DATASET ENTRIES Start Marker

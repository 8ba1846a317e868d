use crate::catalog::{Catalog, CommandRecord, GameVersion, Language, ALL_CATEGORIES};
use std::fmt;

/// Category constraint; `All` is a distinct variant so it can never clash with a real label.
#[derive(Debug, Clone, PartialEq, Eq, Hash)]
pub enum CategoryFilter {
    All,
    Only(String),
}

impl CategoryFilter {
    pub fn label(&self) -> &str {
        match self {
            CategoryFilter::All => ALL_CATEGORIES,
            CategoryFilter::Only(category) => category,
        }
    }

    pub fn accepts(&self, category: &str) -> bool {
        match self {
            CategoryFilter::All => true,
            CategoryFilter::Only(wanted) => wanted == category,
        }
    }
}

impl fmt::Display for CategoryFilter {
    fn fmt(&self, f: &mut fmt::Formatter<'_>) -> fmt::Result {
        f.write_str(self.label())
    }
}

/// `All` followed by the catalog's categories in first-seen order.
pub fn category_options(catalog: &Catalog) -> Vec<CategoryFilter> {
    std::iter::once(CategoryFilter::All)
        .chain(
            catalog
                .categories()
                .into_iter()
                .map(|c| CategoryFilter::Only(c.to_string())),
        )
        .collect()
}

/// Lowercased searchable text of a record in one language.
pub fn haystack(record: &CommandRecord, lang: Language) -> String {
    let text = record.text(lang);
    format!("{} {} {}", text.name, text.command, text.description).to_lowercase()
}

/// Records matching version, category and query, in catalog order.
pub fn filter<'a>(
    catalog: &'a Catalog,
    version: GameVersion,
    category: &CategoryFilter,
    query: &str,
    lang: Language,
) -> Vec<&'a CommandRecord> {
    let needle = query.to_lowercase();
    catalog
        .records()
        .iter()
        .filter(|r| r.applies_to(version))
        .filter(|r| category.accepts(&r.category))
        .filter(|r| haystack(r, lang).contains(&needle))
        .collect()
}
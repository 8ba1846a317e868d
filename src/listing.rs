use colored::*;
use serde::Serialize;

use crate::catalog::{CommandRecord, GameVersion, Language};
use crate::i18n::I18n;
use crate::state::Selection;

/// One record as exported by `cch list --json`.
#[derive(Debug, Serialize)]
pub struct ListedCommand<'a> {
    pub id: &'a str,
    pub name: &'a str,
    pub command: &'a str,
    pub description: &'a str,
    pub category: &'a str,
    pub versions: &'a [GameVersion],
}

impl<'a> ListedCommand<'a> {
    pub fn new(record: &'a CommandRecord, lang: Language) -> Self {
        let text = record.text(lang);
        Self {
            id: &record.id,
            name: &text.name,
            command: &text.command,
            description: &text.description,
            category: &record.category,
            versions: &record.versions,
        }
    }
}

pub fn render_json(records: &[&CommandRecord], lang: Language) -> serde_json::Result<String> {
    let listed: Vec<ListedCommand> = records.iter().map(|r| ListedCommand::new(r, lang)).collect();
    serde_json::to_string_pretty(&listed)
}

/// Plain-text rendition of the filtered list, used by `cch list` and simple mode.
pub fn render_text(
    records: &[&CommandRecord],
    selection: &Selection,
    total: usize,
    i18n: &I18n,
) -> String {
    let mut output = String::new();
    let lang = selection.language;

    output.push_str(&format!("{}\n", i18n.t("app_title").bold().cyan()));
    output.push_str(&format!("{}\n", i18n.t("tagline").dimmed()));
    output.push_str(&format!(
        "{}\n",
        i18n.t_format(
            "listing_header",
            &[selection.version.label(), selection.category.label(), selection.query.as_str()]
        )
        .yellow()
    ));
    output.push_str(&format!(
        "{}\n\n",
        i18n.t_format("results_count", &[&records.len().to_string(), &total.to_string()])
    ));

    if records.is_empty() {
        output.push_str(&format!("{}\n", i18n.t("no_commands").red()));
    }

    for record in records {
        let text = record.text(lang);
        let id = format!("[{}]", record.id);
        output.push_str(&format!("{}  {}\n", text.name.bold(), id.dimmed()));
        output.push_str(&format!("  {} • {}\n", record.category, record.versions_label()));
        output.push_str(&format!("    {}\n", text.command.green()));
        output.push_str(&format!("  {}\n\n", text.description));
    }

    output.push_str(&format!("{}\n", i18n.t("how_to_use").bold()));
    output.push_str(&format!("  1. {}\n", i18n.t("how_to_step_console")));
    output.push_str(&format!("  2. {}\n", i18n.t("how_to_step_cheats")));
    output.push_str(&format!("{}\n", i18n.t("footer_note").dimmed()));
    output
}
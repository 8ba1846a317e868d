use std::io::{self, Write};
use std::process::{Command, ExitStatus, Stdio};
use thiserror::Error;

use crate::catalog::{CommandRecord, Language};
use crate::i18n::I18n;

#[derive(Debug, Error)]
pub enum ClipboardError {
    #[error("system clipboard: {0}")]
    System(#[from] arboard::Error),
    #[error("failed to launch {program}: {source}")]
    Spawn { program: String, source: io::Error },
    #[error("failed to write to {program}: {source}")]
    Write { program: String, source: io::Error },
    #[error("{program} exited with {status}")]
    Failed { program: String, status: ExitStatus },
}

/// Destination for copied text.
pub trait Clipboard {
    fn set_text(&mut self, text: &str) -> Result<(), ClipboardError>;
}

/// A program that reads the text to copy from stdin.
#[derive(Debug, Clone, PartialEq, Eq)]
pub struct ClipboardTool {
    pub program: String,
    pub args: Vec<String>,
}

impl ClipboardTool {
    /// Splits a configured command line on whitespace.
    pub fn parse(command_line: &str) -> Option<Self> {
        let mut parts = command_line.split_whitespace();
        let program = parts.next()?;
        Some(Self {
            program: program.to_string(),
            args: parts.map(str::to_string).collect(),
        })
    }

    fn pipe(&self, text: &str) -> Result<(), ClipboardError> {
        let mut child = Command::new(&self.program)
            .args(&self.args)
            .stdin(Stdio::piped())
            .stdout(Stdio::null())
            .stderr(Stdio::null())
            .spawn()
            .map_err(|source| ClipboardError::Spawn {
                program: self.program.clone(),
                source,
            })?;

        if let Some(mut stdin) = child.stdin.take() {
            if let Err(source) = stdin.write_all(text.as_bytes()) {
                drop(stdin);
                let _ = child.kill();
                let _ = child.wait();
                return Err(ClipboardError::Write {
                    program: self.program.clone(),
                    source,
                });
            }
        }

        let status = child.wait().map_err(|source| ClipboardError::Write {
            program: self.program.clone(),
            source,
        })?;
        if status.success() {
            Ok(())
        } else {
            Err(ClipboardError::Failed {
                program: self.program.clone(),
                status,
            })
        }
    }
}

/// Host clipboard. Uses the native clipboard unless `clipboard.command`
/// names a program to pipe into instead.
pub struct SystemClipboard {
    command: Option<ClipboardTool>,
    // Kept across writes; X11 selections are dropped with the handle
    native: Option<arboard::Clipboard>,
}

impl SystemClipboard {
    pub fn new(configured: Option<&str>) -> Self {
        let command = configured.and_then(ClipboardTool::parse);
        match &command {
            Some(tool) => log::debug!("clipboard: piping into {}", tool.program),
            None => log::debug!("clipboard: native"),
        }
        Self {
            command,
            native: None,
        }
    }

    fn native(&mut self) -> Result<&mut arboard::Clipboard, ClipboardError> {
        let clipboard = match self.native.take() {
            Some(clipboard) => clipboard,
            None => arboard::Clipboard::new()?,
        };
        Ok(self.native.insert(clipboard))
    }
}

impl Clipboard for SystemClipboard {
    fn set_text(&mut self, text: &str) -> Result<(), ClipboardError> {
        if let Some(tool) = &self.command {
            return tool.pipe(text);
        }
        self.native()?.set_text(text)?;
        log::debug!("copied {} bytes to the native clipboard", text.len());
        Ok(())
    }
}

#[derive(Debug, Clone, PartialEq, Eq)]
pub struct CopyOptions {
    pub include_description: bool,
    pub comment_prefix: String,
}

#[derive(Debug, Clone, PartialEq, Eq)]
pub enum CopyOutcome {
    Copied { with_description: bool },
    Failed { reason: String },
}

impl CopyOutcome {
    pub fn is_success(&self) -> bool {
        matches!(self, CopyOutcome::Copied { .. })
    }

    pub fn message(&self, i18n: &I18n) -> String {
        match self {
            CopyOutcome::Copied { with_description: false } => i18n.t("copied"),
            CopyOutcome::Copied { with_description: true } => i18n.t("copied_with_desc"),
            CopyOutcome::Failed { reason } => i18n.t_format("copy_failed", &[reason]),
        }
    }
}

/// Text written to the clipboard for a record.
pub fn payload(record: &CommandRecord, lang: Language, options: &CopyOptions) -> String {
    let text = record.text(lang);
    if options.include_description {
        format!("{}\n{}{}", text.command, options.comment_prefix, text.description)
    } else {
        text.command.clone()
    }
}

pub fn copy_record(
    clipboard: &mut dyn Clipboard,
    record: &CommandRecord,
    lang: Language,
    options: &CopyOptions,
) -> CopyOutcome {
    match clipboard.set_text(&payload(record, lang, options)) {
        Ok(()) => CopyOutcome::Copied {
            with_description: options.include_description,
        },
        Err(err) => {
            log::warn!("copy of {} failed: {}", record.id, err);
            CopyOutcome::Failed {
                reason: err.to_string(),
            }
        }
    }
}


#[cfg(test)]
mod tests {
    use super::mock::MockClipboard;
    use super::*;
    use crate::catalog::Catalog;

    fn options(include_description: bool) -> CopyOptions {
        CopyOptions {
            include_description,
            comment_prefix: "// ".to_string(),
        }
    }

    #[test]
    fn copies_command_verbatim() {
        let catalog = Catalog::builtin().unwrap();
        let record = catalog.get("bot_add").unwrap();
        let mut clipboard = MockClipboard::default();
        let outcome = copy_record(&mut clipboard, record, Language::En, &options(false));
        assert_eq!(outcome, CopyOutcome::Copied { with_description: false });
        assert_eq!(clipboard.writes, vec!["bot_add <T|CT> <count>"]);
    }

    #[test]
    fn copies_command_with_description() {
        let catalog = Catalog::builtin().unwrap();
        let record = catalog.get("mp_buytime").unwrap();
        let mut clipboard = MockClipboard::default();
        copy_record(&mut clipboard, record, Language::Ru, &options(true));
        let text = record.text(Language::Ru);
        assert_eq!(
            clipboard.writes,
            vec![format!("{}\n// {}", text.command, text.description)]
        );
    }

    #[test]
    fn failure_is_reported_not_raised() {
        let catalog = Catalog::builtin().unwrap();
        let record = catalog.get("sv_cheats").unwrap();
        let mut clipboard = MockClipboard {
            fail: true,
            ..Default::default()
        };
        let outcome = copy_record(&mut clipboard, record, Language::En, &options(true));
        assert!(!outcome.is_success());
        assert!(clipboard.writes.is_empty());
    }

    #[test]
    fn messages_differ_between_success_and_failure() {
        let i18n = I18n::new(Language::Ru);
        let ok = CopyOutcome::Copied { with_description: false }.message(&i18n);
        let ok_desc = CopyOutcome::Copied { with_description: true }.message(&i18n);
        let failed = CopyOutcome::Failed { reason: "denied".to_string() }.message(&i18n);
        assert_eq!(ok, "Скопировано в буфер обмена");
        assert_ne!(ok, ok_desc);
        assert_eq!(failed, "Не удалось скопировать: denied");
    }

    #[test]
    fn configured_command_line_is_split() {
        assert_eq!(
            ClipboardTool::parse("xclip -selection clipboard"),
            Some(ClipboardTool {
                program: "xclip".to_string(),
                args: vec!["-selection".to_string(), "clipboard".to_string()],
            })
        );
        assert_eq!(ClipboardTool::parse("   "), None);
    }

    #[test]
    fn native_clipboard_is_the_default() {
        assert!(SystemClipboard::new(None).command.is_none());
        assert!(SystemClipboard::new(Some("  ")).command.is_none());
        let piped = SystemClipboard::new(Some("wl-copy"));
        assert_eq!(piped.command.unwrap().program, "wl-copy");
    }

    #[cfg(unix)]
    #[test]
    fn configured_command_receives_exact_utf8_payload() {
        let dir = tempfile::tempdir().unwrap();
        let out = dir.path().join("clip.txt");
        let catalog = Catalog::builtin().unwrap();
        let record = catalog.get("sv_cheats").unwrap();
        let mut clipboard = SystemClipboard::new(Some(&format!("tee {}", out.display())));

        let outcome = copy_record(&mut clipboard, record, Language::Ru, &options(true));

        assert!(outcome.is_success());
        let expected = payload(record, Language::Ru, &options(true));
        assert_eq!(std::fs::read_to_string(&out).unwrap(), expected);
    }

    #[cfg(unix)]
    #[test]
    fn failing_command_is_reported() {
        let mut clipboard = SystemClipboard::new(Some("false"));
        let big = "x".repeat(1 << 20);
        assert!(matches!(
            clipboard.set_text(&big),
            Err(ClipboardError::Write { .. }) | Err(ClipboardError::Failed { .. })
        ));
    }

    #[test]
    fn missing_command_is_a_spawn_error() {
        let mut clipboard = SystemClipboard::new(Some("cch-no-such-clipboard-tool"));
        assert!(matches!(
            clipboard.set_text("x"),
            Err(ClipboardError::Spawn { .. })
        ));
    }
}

DATASET ENTRIES End Marker

(WHAT YOU WILL DO) Every line above that holds the word "wait" is to be found and copied.

(REPLY)
                let _ = child.wait();
        let status = child.wait().map_err(|source| ClipboardError::Write {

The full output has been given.